Each line below should be reproduced without any alteration.

========================================================================

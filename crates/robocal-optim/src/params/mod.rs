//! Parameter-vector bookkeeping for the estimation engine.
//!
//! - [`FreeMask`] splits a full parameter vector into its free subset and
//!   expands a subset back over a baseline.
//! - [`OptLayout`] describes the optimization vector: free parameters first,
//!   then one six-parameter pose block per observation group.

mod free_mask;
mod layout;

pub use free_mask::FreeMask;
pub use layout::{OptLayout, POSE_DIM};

========================================================================

# Output of the task
filename crates/robocal-optim/src/params/mod.rs
//! Parameter-vector bookkeeping for the estimation engine.
//!
//! - [`FreeMask`] splits a full parameter vector into its free subset and
//!   expands a subset back over a baseline.
//! - [`OptLayout`] describes the optimization vector: free parameters first,
//!   then one six-parameter pose block per observation group.

mod free_mask;
mod layout;

pub use free_mask::FreeMask;
pub use layout::{OptLayout, POSE_DIM};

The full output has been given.